Over the next five years I worked at three hospitals in honorary positions as a consultant. We used to do five to six public operating sessions each week. We all did an enormous amount of operating.

The Australian system was based on the English system. You were thrown in at the deep end. By the time we (surgeons) came back from England we were pretty well competent and then we went on to do enormous numbers of hours – Kendall Francis and all of these chaps – we were always on call day and night. It was great fun but it was also invaluable experience.”

The unique appeal of Footscray Hospital

“A job came up at Footscray to replace Kingsley Mills, an orthopaedic surgeon at the hospital. I walked into a busy, middle level hospital that was big enough to have everything in it, but small enough to exert influence. Everybody knew what everybody else was up to.

I eventually ended up in a large pool at the Royal Melbourne, as director of orthopaedic surgery, because I learnt my trade at Footscray. Footscray was a working class area of Anglo Celts and new Australians – Italians, Greeks and some Turks – basically salt of the earth families who’d been living there for years. There was a wide variety of disease and a wide variety of trauma. It was a hospital where you could actually get things done because you could go down and see the management and get things sorted out.

A crowded waiting room, Outpatients department.

A crowded waiting room, Outpatients department.

Western Health archives

For two years I ran the unit by myself, I didn’t even have a registrar. But what I did have were a couple of senior hospital medical officers, who assisted me in surgery. I used to rapidly teach them to operate and I did that right up until I retired.

I was sometimes accused of giving registrars too much responsibility but as long as I was in the room next door I gave them the same responsibility that I’d been given because you don’t learn otherwise.

The Western (Footscray) was the best hospital I ever worked at because of the camaraderie. The patients were great. The equipment wasn’t expensive in those days . . . you could just get on with the work and there was a lot of work to be done.

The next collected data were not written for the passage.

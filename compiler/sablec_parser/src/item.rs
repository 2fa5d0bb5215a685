//! Definitions: enums, structs, function declarations and calls.

use sablec_ast::{Annotation, AstNode, NodeKind, LEFT};
use sablec_diag::IResult;
use sablec_token::{Token, TokenKind};

use crate::diags;
use crate::expr;
use crate::scope::{DeclState, FnParam, Symbol, SymbolTable};
use crate::{chain, Parser};

/// Prefix rule of `enum`:
/// `enum identifier { identifier (= literal)? (, identifier …)* }`
///
/// Members land in the enclosing table as defined enum literals.
pub(crate) fn enum_decl(p: &mut Parser, _can_assign: bool) -> IResult<Box<AstNode>> {
    p.consume(TokenKind::Ident, "after keyword `enum`");
    let name_token = p.current.clone();
    let key = p.lexeme(&name_token);

    let symbol = Symbol::new(
        name_token.clone(),
        Annotation::of_type(TokenKind::KwEnum).on_line(name_token.line),
        DeclState::Declared,
    );
    p.scopes.current_mut().add(&key, symbol);

    let mut name_node = expr::identifier(p, false)?;
    name_node.children[LEFT] = Some(enum_block(p)?);

    Ok(name_node)
}

fn enum_block(p: &mut Parser) -> IResult<Box<AstNode>> {
    p.consume(TokenKind::LCurly, "after enum name");

    let mut members = Vec::new();

    while !p.next_is(TokenKind::RCurly) && !p.next_is(TokenKind::Eof) {
        if !p.next_is(TokenKind::Ident) {
            let diag = diags::ExpectedToken {
                expected: TokenKind::Ident.to_string(),
                found: p.next.kind,
                context: "in enum body",
                loc: p.next.loc.clone(),
            };
            p.sink.emit(diag);
            p.advance();
            continue;
        }

        let key = p.lexeme(&p.next);
        if let Some(existing) = p.scopes.current().retrieve(&key) {
            let diag = diags::DuplicateEnumMember {
                name: key.clone(),
                loc: p.next.loc.clone(),
                first_line: existing.annotation.declared_on_line,
            };
            p.sink.emit(diag);
        }

        p.advance(); // the member identifier
        let member_token = p.current.clone();
        let symbol = Symbol::new(
            member_token,
            Annotation::of_literal(TokenKind::EnumLit)
                .on_line(p.current.line)
                .resolve(),
            DeclState::Defined,
        );
        p.scopes.current_mut().add(&key, symbol);

        members.push(enum_member(p)?);

        p.matches(TokenKind::Comma);
    }

    p.consume(TokenKind::RCurly, "after enum body");

    Ok(chain(members))
}

/// One enum member, optionally with an explicit value.
fn enum_member(p: &mut Parser) -> IResult<Box<AstNode>> {
    let member_token = p.current.clone();
    let key = p.lexeme(&member_token);

    if p.matches(TokenKind::Eq) {
        let Some(mut symbol) = p.scopes.current().retrieve(&key).cloned() else {
            // inserted by the caller right before this rule
            sablec_utils::opt_unreachable!()
        };
        symbol.state = DeclState::Defined;
        let stored = p.scopes.current_mut().add(&key, symbol);

        let rhs = p.expression()?;

        return Ok(AstNode::from_token(
            NodeKind::Assignment,
            None,
            None,
            Some(rhs),
            stored.token,
            stored.annotation,
        ));
    }

    Ok(AstNode::from_token(
        NodeKind::EnumIdentifier,
        None,
        None,
        None,
        member_token,
        Annotation::of_literal(TokenKind::EnumLit),
    ))
}

/// Prefix rule of `struct`: `struct identifier { field declarations }`
///
/// Field declarations go through the shadowed field table, so they never
/// leak into the enclosing scope. An empty body is an error.
pub(crate) fn struct_decl(p: &mut Parser, _can_assign: bool) -> IResult<Box<AstNode>> {
    p.consume(TokenKind::Ident, "after keyword `struct`");
    let name_token = p.current.clone();
    let key = p.lexeme(&name_token);

    if let Some(existing) = p.scopes.current().retrieve(&key) {
        let diag = diags::Redeclaration {
            name: key.clone(),
            loc: name_token.loc.clone(),
            first_line: existing.annotation.declared_on_line,
        };
        p.sink.emit(diag);
    }

    let declared = Symbol::new(
        name_token.clone(),
        Annotation::of_type(TokenKind::KwStruct).on_line(name_token.line),
        DeclState::Declared,
    );
    p.scopes.current_mut().add(&key, declared);

    p.consume(TokenKind::LCurly, "after struct name");

    p.scopes.shadow(SymbolTable::new());
    let stmts = p.block_stmts();
    let fields = p.scopes.unshadow();

    if stmts.is_empty() {
        let diag = diags::EmptyStructBody {
            name: key.clone(),
            loc: name_token.loc.clone(),
        };
        p.sink.emit(diag);
    }

    let mut defined = Symbol::new(
        name_token.clone(),
        Annotation::of_type(TokenKind::KwStruct)
            .on_line(name_token.line)
            .resolve(),
        DeclState::Defined,
    );
    defined.struct_fields = fields;
    let stored = p.scopes.current_mut().add(&key, defined);

    Ok(AstNode::from_token(
        NodeKind::Identifier,
        Some(chain(stmts)),
        None,
        None,
        stored.token,
        stored.annotation,
    ))
}

/// `identifier ( params ) :: return-type [ ; | { body } ]`
///
/// Called from the identifier rule with `(` already consumed and `symbol`
/// the slot reserved for the function. A bodiless form leaves the symbol
/// declared; a body promotes it to defined.
pub(crate) fn function_declaration(p: &mut Parser, symbol: Symbol) -> IResult<Box<AstNode>> {
    let fn_key = p.lexeme(&symbol.token);
    let previously_declared = symbol.state == DeclState::Declared && symbol.annotation.is_function;

    // parameters re-register from scratch on a definition that follows a
    // forward declaration
    if let Some(existing) = p.scopes.current().retrieve(&fn_key) {
        if !existing.param_list.is_empty() {
            let mut cleared = existing.clone();
            cleared.param_list.clear();
            p.scopes.current_mut().add(&fn_key, cleared);
        }
    }

    let mut params_table = SymbolTable::new();
    let params = function_params(p, &mut params_table, &fn_key);
    let return_type = function_return_type(p);
    let (body, params_table) = function_body(p, params_table)?;

    if previously_declared && body.is_none() {
        let diag = diags::DoubleDeclaration {
            name: fn_key.clone(),
            loc: symbol.token.loc.clone(),
            first_line: symbol.annotation.declared_on_line,
        };
        p.sink.emit(diag);
    }

    // retrieve the freshest entry before promoting it
    let mut updated = p
        .scopes
        .current()
        .retrieve(&fn_key)
        .cloned()
        .unwrap_or(symbol);

    if !previously_declared {
        updated.annotation =
            Annotation::function(return_type.token.kind).on_line(updated.token.line);
    }
    updated.state = if body.is_none() {
        DeclState::Declared
    } else {
        DeclState::Defined
    };
    if updated.state == DeclState::Defined {
        updated.annotation = updated.annotation.resolve();
    }
    updated.fn_params = params_table;

    let stored = p.scopes.current_mut().add(&fn_key, updated);

    Ok(AstNode::from_token(
        if body.is_none() {
            NodeKind::Declaration
        } else {
            NodeKind::Function
        },
        Some(return_type),
        Some(params),
        body,
        stored.token,
        stored.annotation,
    ))
}

/// Parse the parameter list into `params_table`, registering each one
/// against the function symbol in the enclosing table.
fn function_params(
    p: &mut Parser,
    params_table: &mut SymbolTable,
    fn_key: &str,
) -> Box<AstNode> {
    let mut entries: Vec<(Token, Annotation)> = Vec::new();

    while !p.next_is(TokenKind::RParen) && !p.next_is(TokenKind::Eof) {
        if !p.next.kind.is_type_keyword() {
            let diag = diags::ExpectedToken {
                expected: "a type".to_string(),
                found: p.next.kind,
                context: "for a function parameter",
                loc: p.next.loc.clone(),
            };
            p.sink.emit(diag);
            p.advance();
            continue;
        }

        p.advance(); // the parameter type
        let type_token = p.current.clone();

        p.consume(TokenKind::Ident, "after parameter type");
        let param_token = p.current.clone();
        let param_key = p.lexeme(&param_token);

        if params_table.is_in(&param_key) {
            let diag = diags::DuplicateParameter {
                name: param_key.clone(),
                loc: param_token.loc.clone(),
            };
            p.sink.emit(diag);
        }

        let annotation = Annotation::of_type(type_token.kind).on_line(param_token.line);
        params_table.add(
            &param_key,
            Symbol::new(param_token.clone(), annotation, DeclState::FnParam),
        );
        p.scopes.current_mut().register_fn_param(
            fn_key,
            FnParam {
                token: param_token.clone(),
                annotation,
            },
        );

        entries.push((param_token, annotation));

        p.matches(TokenKind::Comma);
    }

    // params chain down through LEFT, first parameter outermost
    let mut node: Option<Box<AstNode>> = None;
    for (token, annotation) in entries.into_iter().rev() {
        node = Some(AstNode::from_token(
            NodeKind::FunctionParam,
            node,
            None,
            None,
            token,
            annotation,
        ));
    }

    node.unwrap_or_else(|| {
        AstNode::new(
            NodeKind::FunctionParam,
            None,
            None,
            None,
            Annotation::none(),
        )
    })
}

/// `) :: return-type`
fn function_return_type(p: &mut Parser) -> Box<AstNode> {
    p.consume(TokenKind::RParen, "after function parameters");
    p.consume(TokenKind::ColonColon, "before the return type");
    p.consume_any_type("after `::`");

    let type_token = p.current.clone();
    let annotation = Annotation::of_type(type_token.kind);

    AstNode::from_token(
        NodeKind::FunctionReturnType,
        None,
        None,
        None,
        type_token,
        annotation,
    )
}

/// The function body, or `None` for the bodiless declaration form.
///
/// Statements inside the body resolve through the shadowed parameter
/// table; the table is handed back to the caller afterwards.
fn function_body(
    p: &mut Parser,
    params_table: SymbolTable,
) -> IResult<(Option<Box<AstNode>>, SymbolTable)> {
    if p.next_is(TokenKind::Semi) {
        return Ok((None, params_table));
    }

    p.consume(TokenKind::LCurly, "to open the function body");

    p.scopes.shadow(params_table);
    let stmts = p.block_stmts();
    let params_table = p.scopes.unshadow();

    let mut body = chain(stmts);
    body.kind = NodeKind::FunctionBody;

    Ok((Some(body), params_table))
}

/// The argument list of a call: comma-separated identifiers (possibly
/// nested calls) and literals. A `,` immediately before `)` terminates
/// the list.
pub(crate) fn function_call(p: &mut Parser, name_token: Token) -> IResult<Box<AstNode>> {
    let mut args: Vec<Box<AstNode>> = Vec::new();

    while !p.next_is(TokenKind::RParen) && !p.next_is(TokenKind::Eof) {
        if p.matches(TokenKind::Ident) {
            let arg_token = p.current.clone();
            let key = p.lexeme(&arg_token);
            let annotation = p
                .scopes
                .lookup(&key)
                .map(|s| s.annotation)
                .unwrap_or_else(Annotation::none);

            if p.matches(TokenKind::LParen) {
                args.push(function_call(p, arg_token)?);
            } else {
                args.push(AstNode::from_token(
                    NodeKind::FunctionArgument,
                    None,
                    None,
                    None,
                    arg_token,
                    annotation,
                ));
            }
        } else if p.next.kind.is_literal() {
            p.advance();
            args.push(AstNode::from_token(
                NodeKind::FunctionArgument,
                None,
                None,
                None,
                p.current.clone(),
                Annotation::of_literal(p.current.kind),
            ));
        } else {
            let diag = diags::ExpectedToken {
                expected: sablec_utils::list_fmt(&["an identifier", "a literal"]),
                found: p.next.kind,
                context: "as a call argument",
                loc: p.next.loc.clone(),
            };
            p.sink.emit(diag);
            p.advance();
            continue;
        }

        if p.next_is(TokenKind::Comma) {
            p.advance();
            if p.next_is(TokenKind::RParen) {
                break;
            }
        }
    }

    p.consume(TokenKind::RParen, "after call arguments");

    // arguments chain down through RIGHT, payload at LEFT
    let mut arg_chain: Option<Box<AstNode>> = None;
    for arg in args.into_iter().rev() {
        let link = AstNode::new(
            NodeKind::FunctionArgument,
            Some(arg),
            None,
            arg_chain,
            Annotation::none(),
        );
        arg_chain = Some(link);
    }

    Ok(AstNode::from_token(
        NodeKind::FunctionCall,
        None,
        arg_chain,
        None,
        name_token,
        Annotation::none(),
    ))
}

It was efficient and it had first class surgical staff, people like Kendall Francis. At the Western you were dealing with equals, from the orderlies to the ward staff, to the surgeons.”

The shark pool

“I ended up as chairman of the senior medical staff for a couple of years, working with Trevor Jones. There were all these chaps like Kendall making themselves as difficult as they could be but essentially reasonable. But there was no way you could put anything over that lot. It was a medium sized pool full of extremely ferocious sharks.

Everybody was wary of Kendall. He was an absolute charmer but as tough as old boots. You’d never get the better of Kendall. All you could do was fight him off to a standstill . . . I used to do about three operating lists a week at the Western. I always made sure that my Friday morning list didn’t run into his afternoon.

Orthopaedics is the largest and busiest of all the surgery specialties. In any public teaching hospital between 20-25 per cent of all surgery done is orthopaedic. That’s why it’s like having an elephant in your front room . . . Orthopaedics is loathed by all other units because it just keeps expanding.

About 50 per cent of our work was trauma, from minor to major trauma and the rest was arthritic disease.”

Vietnam war

I worked in Vietnam in 1966 with a civilian surgical team. War trauma is no more severe than road trauma. If you get hit by a five-tonne truck or you get blown up by a carpet bomb, the effects are usually the same.

People, like Kendall Francis and the rest went off to Vietnam in civilian surgical teams too. The Royal Melbourne, the Alfred, Prince Henry’s and Footscray used to send the surgeons and physicians. We were in a rural area and treated mainly the civilian population.

Vietnam was awash with polio so we treated polio and all the other diseases that people would get as well as war injuries. In Vietnam I found that I was doing exactly the same work as I had been doing in Melbourne, except multiplied by a factor of five.”